◆ **Task to complete**: The expected output is a verbatim reprint of the lines from the beginning of the data that follows through the line that contains "previously tagged documents;".

◆ **Input**:
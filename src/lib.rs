#![doc = include_str!("../README.md")]
#![warn(missing_docs)]

//! # TagSense client SDK
//!
//! This crate is a client for the TagSense image-tagging HTTP API. Callers
//! tag images by URL and send feedback (adding or removing tags) against
//! previously tagged documents; the SDK owns everything awkward in between:
//! the access-token lifecycle, replay of requests interrupted by a token
//! refresh, and server-driven throttling.
//!
//! ## How a request flows
//!
//! 1. If the client is throttled, the request resolves locally with a
//!    synthetic `ERROR_THROTTLED` result and no network call is made.
//! 2. Otherwise one form-encoded POST goes out through the [`Transport`],
//!    authenticated with the currently stored bearer token.
//! 3. The HTTP status is classified: `200`/`201`/`401` bodies proceed to
//!    API-level classification, `429` starts a throttle episode, anything
//!    else surfaces as an error.
//! 4. The body's `status_code` is classified: results are delivered to the
//!    caller, a token rejection diverts the request into the refresh path,
//!    and unknown codes surface as errors.
//! 5. On token rejection, the request's descriptor queues behind a
//!    single-flight token refresh and is replayed, newest first, once the
//!    fresh token is stored.
//!
//! ## Module Structure
//!
//! - **[client]** - The client, its configuration, token and throttle
//!   machinery, and the transport seam
//! - **[error]** - Error types and result handling
//! - **[types]** - Response envelope and result payload types
//! - **[protocol]** - Endpoint paths, status vocabulary, and response
//!   classifiers

pub mod client;
pub mod error;
pub mod protocol;
pub mod types;

pub use client::{
    ClientConfig, Credentials, FormRequest, HttpTransport, RawResponse, TagSenseClient,
    ThrottleHandler, Transport,
};
pub use error::{Result, TagSenseError};
pub use types::{ApiResponse, ResultPayload, TagAnnotation, TagResult};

◆ **Response to this task**:
filename src/lib.rs
#![doc = include_str!("../README.md")]
#![warn(missing_docs)]

//! # TagSense client SDK
//!
//! This crate is a client for the TagSense image-tagging HTTP API. Callers
//! tag images by URL and send feedback (adding or removing tags) against
//! previously tagged documents; the SDK owns everything awkward in between:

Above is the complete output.